(Collected data entries)
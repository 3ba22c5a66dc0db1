// src/model.rs

/// One input row: what a listing page is expected to show in its title.
#[derive(Clone, Debug, PartialEq, Eq)]
pub struct ListingCheck {
    pub front_face_name: String,
    pub is_foil: bool,
    pub variant: Option<String>,
    pub extra_variant: Option<String>,
    pub url: String,
}

impl ListingCheck {
    pub fn new(front_face_name: impl Into<String>, url: impl Into<String>) -> Self {
        Self {
            front_face_name: front_face_name.into(),
            is_foil: false,
            variant: None,
            extra_variant: None,
            url: url.into(),
        }
    }

    pub fn foil(mut self) -> Self {
        self.is_foil = true;
        self
    }

    pub fn with_variant(mut self, v: impl Into<String>) -> Self {
        self.variant = Some(v.into());
        self
    }

    pub fn with_extra_variant(mut self, v: impl Into<String>) -> Self {
        self.extra_variant = Some(v.into());
        self
    }
}

/// A row that did not pass. Reasons keep the order they were checked in.
#[derive(Clone, Debug, PartialEq, Eq)]
pub struct Failure {
    pub url: String,
    pub reasons: Vec<String>,
}

#[derive(Clone, Debug, PartialEq, Eq)]
pub enum CheckResult {
    Success,
    Failure(Failure),
}

impl CheckResult {
    pub fn is_success(&self) -> bool {
        matches!(self, CheckResult::Success)
    }

    pub fn failure(self) -> Option<Failure> {
        match self {
            CheckResult::Success => None,
            CheckResult::Failure(f) => Some(f),
        }
    }
}
// src/cli.rs
use std::io::{self, Write};

use crate::{
    config::{RunOptions, consts::INPUT_FAILED},
    error::CheckError,
    input,
    report::ConsoleProgress,
    runner::{self, RunSummary},
};

/// Interactive entry point: ask for the file, run, print as we go.
pub fn run() -> color_eyre::Result<RunSummary> {
    let file_name = input::prompt_file_name(io::stdin().lock(), io::stdout())?;

    let opts = RunOptions::from_env(file_name);
    crate::log::init(&opts.log_path());
    logf!("Run start: input {}, policy {:?}", opts.input_path().display(), opts.on_nav_error);

    let rt = tokio::runtime::Builder::new_multi_thread().enable_all().build()?;
    let mut progress = ConsoleProgress::stdout(&opts.report);
    let summary = rt.block_on(runner::run(&opts, &mut progress))?;
    Ok(summary)
}

/// What the user sees when a run stops. Anything about the input file gets the
/// same generic line, missing or malformed alike.
pub fn failure_message(err: &color_eyre::Report) -> String {
    match err.downcast_ref::<CheckError>() {
        Some(e) if e.is_input() => s!(INPUT_FAILED),
        Some(CheckError::Browser { message }) => format!("Browser error: {message}"),
        Some(CheckError::Navigation { url, message }) => format!("Navigation error at {url}: {message}"),
        Some(CheckError::Output { path, source }) => {
            format!("Report cannot be written: {}: {source}", path.display())
        }
        _ => format!("Run failed: {err}"),
    }
}

/// Print the fatal line on the same stream as the per-record lines.
pub fn report_failure<W: Write>(mut out: W, err: &color_eyre::Report) {
    loge!("Run failed: {err:?}");
    let _ = writeln!(out, "{}", failure_message(err));
    let _ = out.flush();
}

#[cfg(test)]
mod tests {
    use super::*;
    use std::path::PathBuf;

    #[test]
    fn input_errors_share_one_message() {
        let missing: color_eyre::Report = CheckError::Input {
            path: PathBuf::from("csv/nope.csv"),
            source: io::Error::new(io::ErrorKind::NotFound, "gone"),
        }
        .into();
        let bad: color_eyre::Report =
            CheckError::Parse { path: PathBuf::from("csv/bad.csv"), message: s!("x") }.into();
        assert_eq!(failure_message(&missing), INPUT_FAILED);
        assert_eq!(failure_message(&bad), INPUT_FAILED);
    }

    #[test]
    fn navigation_error_names_the_url() {
        let e: color_eyre::Report = CheckError::navigation("http://x/9", "timeout").into();
        assert_eq!(failure_message(&e), "Navigation error at http://x/9: timeout");
    }

    #[test]
    fn fatal_line_lands_on_the_console_stream() {
        let e: color_eyre::Report = CheckError::Input {
            path: PathBuf::from("csv/nope.csv"),
            source: io::Error::new(io::ErrorKind::NotFound, "gone"),
        }
        .into();
        let mut out = Vec::new();
        report_failure(&mut out, &e);
        assert_eq!(String::from_utf8(out).unwrap(), "File cannot be accessed! :(\n");
    }
}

» Work required:
Each entry needs to be transcribed exactly.

» Your response:
repository 3ba22c5a66dc0db1
// src/model.rs

/// One input row: what a listing page is expected to show in its title.
#[derive(Clone, Debug, PartialEq, Eq)]
pub struct ListingCheck {
    pub front_face_name: String,
    pub is_foil: bool,
    pub variant: Option<String>,
    pub extra_variant: Option<String>,
    pub url: String,
}

impl ListingCheck {
    pub fn new(front_face_name: impl Into<String>, url: impl Into<String>) -> Self {
        Self {
            front_face_name: front_face_name.into(),
            is_foil: false,
            variant: None,
            extra_variant: None,
            url: url.into(),
        }
    }

    pub fn foil(mut self) -> Self {
        self.is_foil = true;
        self
    }

    pub fn with_variant(mut self, v: impl Into<String>) -> Self {
        self.variant = Some(v.into());
        self
    }

    pub fn with_extra_variant(mut self, v: impl Into<String>) -> Self {
        self.extra_variant = Some(v.into());
        self
    }
}

/// A row that did not pass. Reasons keep the order they were checked in.
#[derive(Clone, Debug, PartialEq, Eq)]
pub struct Failure {
    pub url: String,
    pub reasons: Vec<String>,
}

#[derive(Clone, Debug, PartialEq, Eq)]
pub enum CheckResult {
    Success,
    Failure(Failure),
}

impl CheckResult {
    pub fn is_success(&self) -> bool {
        matches!(self, CheckResult::Success)
    }

    pub fn failure(self) -> Option<Failure> {
        match self {
            CheckResult::Success => None,
            CheckResult::Failure(f) => Some(f),
        }
    }
}
// src/cli.rs
use std::io::{self, Write};

use crate::{
    config::{RunOptions, consts::INPUT_FAILED},
    error::CheckError,
    input,
    report::ConsoleProgress,
    runner::{self, RunSummary},
};

/// Interactive entry point: ask for the file, run, print as we go.
pub fn run() -> color_eyre::Result<RunSummary> {
    let file_name = input::prompt_file_name(io::stdin().lock(), io::stdout())?;

    let opts = RunOptions::from_env(file_name);
    crate::log::init(&opts.log_path());
    logf!("Run start: input {}, policy {:?}", opts.input_path().display(), opts.on_nav_error);

    let rt = tokio::runtime::Builder::new_multi_thread().enable_all().build()?;
    let mut progress = ConsoleProgress::stdout(&opts.report);
    let summary = rt.block_on(runner::run(&opts, &mut progress))?;
    Ok(summary)
}

/// What the user sees when a run stops. Anything about the input file gets the
/// same generic line, missing or malformed alike.
pub fn failure_message(err: &color_eyre::Report) -> String {
    match err.downcast_ref::<CheckError>() {
        Some(e) if e.is_input() => s!(INPUT_FAILED),
        Some(CheckError::Browser { message }) => format!("Browser error: {message}"),
        Some(CheckError::Navigation { url, message }) => format!("Navigation error at {url}: {message}"),
        Some(CheckError::Output { path, source }) => {
            format!("Report cannot be written: {}: {source}", path.display())
        }
        _ => format!("Run failed: {err}"),
    }
}

/// Print the fatal line on the same stream as the per-record lines.
pub fn report_failure<W: Write>(mut out: W, err: &color_eyre::Report) {
    loge!("Run failed: {err:?}");
    let _ = writeln!(out, "{}", failure_message(err));
    let _ = out.flush();
}

#[cfg(test)]
mod tests {
    use super::*;
    use std::path::PathBuf;

    #[test]
    fn input_errors_share_one_message() {
        let missing: color_eyre::Report = CheckError::Input {
            path: PathBuf::from("csv/nope.csv"),
            source: io::Error::new(io::ErrorKind::NotFound, "gone"),
        }
        .into();
        let bad: color_eyre::Report =
            CheckError::Parse { path: PathBuf::from("csv/bad.csv"), message: s!("x") }.into();
        assert_eq!(failure_message(&missing), INPUT_FAILED);
        assert_eq!(failure_message(&bad), INPUT_FAILED);
    }

    #[test]
    fn navigation_error_names_the_url() {
        let e: color_eyre::Report = CheckError::navigation("http://x/9", "timeout").into();
        assert_eq!(failure_message(&e), "Navigation error at http://x/9: timeout");
    }

    #[test]
    fn fatal_line_lands_on_the_console_stream() {
        let e: color_eyre::Report = CheckError::Input {
            path: PathBuf::from("csv/nope.csv"),
            source: io::Error::new(io::ErrorKind::NotFound, "gone"),
        }
        .into();
        let mut out = Vec::new();
        report_failure(&mut out, &e);
        assert_eq!(String::from_utf8(out).unwrap(), "File cannot be accessed! :(\n");
    }
}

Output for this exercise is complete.